BERITA TERKINI
Orang Tua Sibuk Ponsel, Anak Belajar Mengabaikan: Dampak Technofeference pada Relasi dan Perkembangan Anak

Orang Tua Sibuk Ponsel, Anak Belajar Mengabaikan: Dampak Technofeference pada Relasi dan Perkembangan Anak

Smartphone telah menjadi bagian dari keseharian banyak orang di era digital. Namun, kemudahan teknologi juga membawa konsekuensi yang kerap luput disadari, terutama dalam hubungan orang tua dan anak. Kehadiran fisik di rumah tidak selalu berarti hadir secara emosional ketika perhatian lebih sering tertuju pada layar ponsel.

Menurut laporan yang dilansir dari edufic.id, kebiasaan orang tua yang sibuk dengan gadget dapat membentuk cara anak memandang perhatian, hubungan, dan kehadiran orang terdekatnya.

Anak belajar dari apa yang mereka lihat

Anak dikenal sebagai peniru yang kuat. Mereka tidak hanya mendengar nasihat, tetapi juga menyerap perilaku yang dilihat setiap hari. Ketika ayah lebih sering menatap layar ponsel dibanding menatap anak, hal itu dapat menanamkan pesan bahwa perhatian bukan prioritas.

Dalam jangka panjang, situasi ini dapat membuat anak terbiasa mengabaikan kehadiran orang lain. Pola tersebut juga berpotensi ditiru anak dalam pertemanan maupun relasi sosial di masa depan.

Technofeference: interaksi keluarga yang terganggu teknologi

Interaksi orang tua yang terpecah oleh perangkat digital dikenal sebagai technofeference. Istilah ini merujuk pada kondisi ketika komunikasi dan kedekatan emosional terganggu karena penggunaan teknologi.

Masih merujuk pada edufic.id, penelitian menunjukkan anak dari orang tua yang sering menggunakan smartphone di depan mereka cenderung menampilkan ekspresi positif yang lebih sedikit. Anak juga disebut berupaya lebih besar untuk menarik perhatian, misalnya melalui perilaku berlebihan atau menjadi lebih mudah rewel.

Dampak waktu layar pada perkembangan otak anak

Pengaruh teknologi tidak hanya terkait hubungan emosional, tetapi juga perkembangan otak anak. Laporan tersebut menyebutkan riset berbasis MRI pada anak prasekolah menemukan kaitan antara screen time yang tinggi dengan integritas white matter yang lebih rendah pada jalur bahasa dan literasi.

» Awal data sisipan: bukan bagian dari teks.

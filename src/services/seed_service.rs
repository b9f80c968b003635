//! Fixture loader for the role and user tables.
//!
//! User rows come from a seeded RNG, so a given `(count, rng_seed)` always
//! produces the same names, emails and phones. Re-running the loader inserts
//! nothing new because every insert skips conflicts.

use std::collections::HashMap;
use std::sync::Arc;

use rand::distr::Alphanumeric;
use rand::rngs::StdRng;
use rand::{Rng, SeedableRng};
use serde::Serialize;

use crate::error::AppResult;
use crate::models::{NewRole, NewUser};
use crate::repositories::{RoleStore, UserStore};
use crate::utils::password::hash_password;

/// Fixed role rows; ids are part of the data.
pub const SEED_ROLES: [(i32, &str); 3] = [(1, "Administrador"), (2, "Professor"), (3, "Estudante")];

const FIRST_NAMES: &[&str] = &[
    "Ana", "Beatriz", "Carla", "Diogo", "Eduardo", "Filipa", "Goncalo", "Helena", "Ines", "Joao",
    "Lucas", "Mariana", "Nuno", "Rita", "Tiago",
];

const LAST_NAMES: &[&str] = &[
    "Silva", "Santos", "Ferreira", "Pereira", "Oliveira", "Costa", "Rodrigues", "Martins",
    "Sousa", "Fernandes", "Goncalves", "Gomes",
];

const EMAIL_DOMAIN: &str = "softskills.pt";
const PASSWORD_LENGTH: usize = 12;
const PHONE_DIGITS: usize = 9;

/// Rows inserted by one seed run.
#[derive(Debug, Clone, Copy, Default, PartialEq, Eq, Serialize)]
pub struct SeedReport {
    pub roles_inserted: usize,
    pub users_inserted: usize,
}

/// A generated user before hashing. Only used to preview a run.
#[derive(Debug, Clone, PartialEq, Eq)]
pub struct SeedUser {
    pub role_id: i32,
    pub name: String,
    pub age: i32,
    pub email: String,
    pub phone: String,
    pub password: String,
}

/// Generates `count` users deterministically from `rng_seed`.
pub fn generate_users(count: usize, rng_seed: u64) -> Vec<SeedUser> {
    let mut rng = StdRng::seed_from_u64(rng_seed);

    (1..=count)
        .map(|index| {
            let first = FIRST_NAMES[rng.random_range(0..FIRST_NAMES.len())];
            let last = LAST_NAMES[rng.random_range(0..LAST_NAMES.len())];
            let phone: String = (0..PHONE_DIGITS)
                .map(|_| char::from(b'0' + rng.random_range(0..10u8)))
                .collect();
            let password: String = (&mut rng)
                .sample_iter(&Alphanumeric)
                .take(PASSWORD_LENGTH)
                .map(char::from)
                .collect();

            SeedUser {
                role_id: rng.random_range(1..=SEED_ROLES.len() as i32),
                name: format!("{first} {last}"),
                age: rng.random_range(18..=60),
                email: format!(
                    "{}.{}{}@{}",
                    first.to_lowercase(),
                    last.to_lowercase(),
                    index,
                    EMAIL_DOMAIN
                ),
                phone,
                password,
            }
        })
        .collect()
}

/// Id under which the seed role `seed_role_id` is actually stored.
fn stored_role_id(role_ids: &HashMap<String, i32>, seed_role_id: i32) -> Option<i32> {
    SEED_ROLES
        .iter()
        .find(|(id, _)| *id == seed_role_id)
        .and_then(|(_, description)| role_ids.get(*description))
        .copied()
}

#[derive(Clone)]
pub struct SeedService {
    roles: Arc<dyn RoleStore>,
    users: Arc<dyn UserStore>,
}

impl SeedService {
    pub fn new(roles: Arc<dyn RoleStore>, users: Arc<dyn UserStore>) -> Self {
        Self { roles, users }
    }

    /// Inserts the fixed roles, then `user_count` generated users.
    ///
    /// The schema must already exist.
    pub async fn run(&self, user_count: usize, rng_seed: u64) -> AppResult<SeedReport> {
        let roles = SEED_ROLES
            .iter()
            .map(|(id, description)| NewRole::with_id(*id, *description))
            .collect();
        let roles_inserted = self.roles.seed(roles).await?;
        tracing::info!(roles_inserted, "Roles seeded");

        // A role that already existed under another id keeps that id
        let role_ids: HashMap<String, i32> = self
            .roles
            .list_all()
            .await?
            .into_iter()
            .map(|role| (role.description, role.id))
            .collect();

        let mut users = Vec::with_capacity(user_count);
        let mut skipped = 0usize;
        for user in generate_users(user_count, rng_seed) {
            let Some(role_id) = stored_role_id(&role_ids, user.role_id) else {
                skipped += 1;
                continue;
            };
            users.push(NewUser {
                role_id,
                name: user.name,
                age: user.age,
                email: user.email,
                phone: user.phone,
                password: hash_password(&user.password)?,
            });
        }
        if skipped > 0 {
            tracing::warn!(skipped, "Generated users skipped because their role is missing");
        }

        let users_inserted = self.users.seed(users).await?;
        tracing::info!(users_inserted, requested = user_count, "Users seeded");

        Ok(SeedReport {
            roles_inserted,
            users_inserted,
        })
    }
}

White matter berperan dalam kemampuan berpikir, komunikasi, dan proses belajar. Jika kualitasnya menurun, anak berpotensi mengalami kesulitan fokus dan memahami informasi.

Gangguan fokus ketika smartphone berada di dekat anak

Selain itu, riset EEG pada anak usia 5 hingga 8 tahun yang dikutip dalam laporan yang sama menunjukkan bahwa kehadiran smartphone di dekat anak saat mengerjakan tugas dapat menurunkan frekuensi theta frontal. Kondisi ini dikaitkan dengan kontrol perhatian yang lebih rendah.

Temuan-temuan tersebut menyoroti bahwa penggunaan gadget di sekitar anak bukan hanya persoalan kebiasaan, melainkan dapat berpengaruh pada kualitas interaksi keluarga dan aspek perkembangan anak.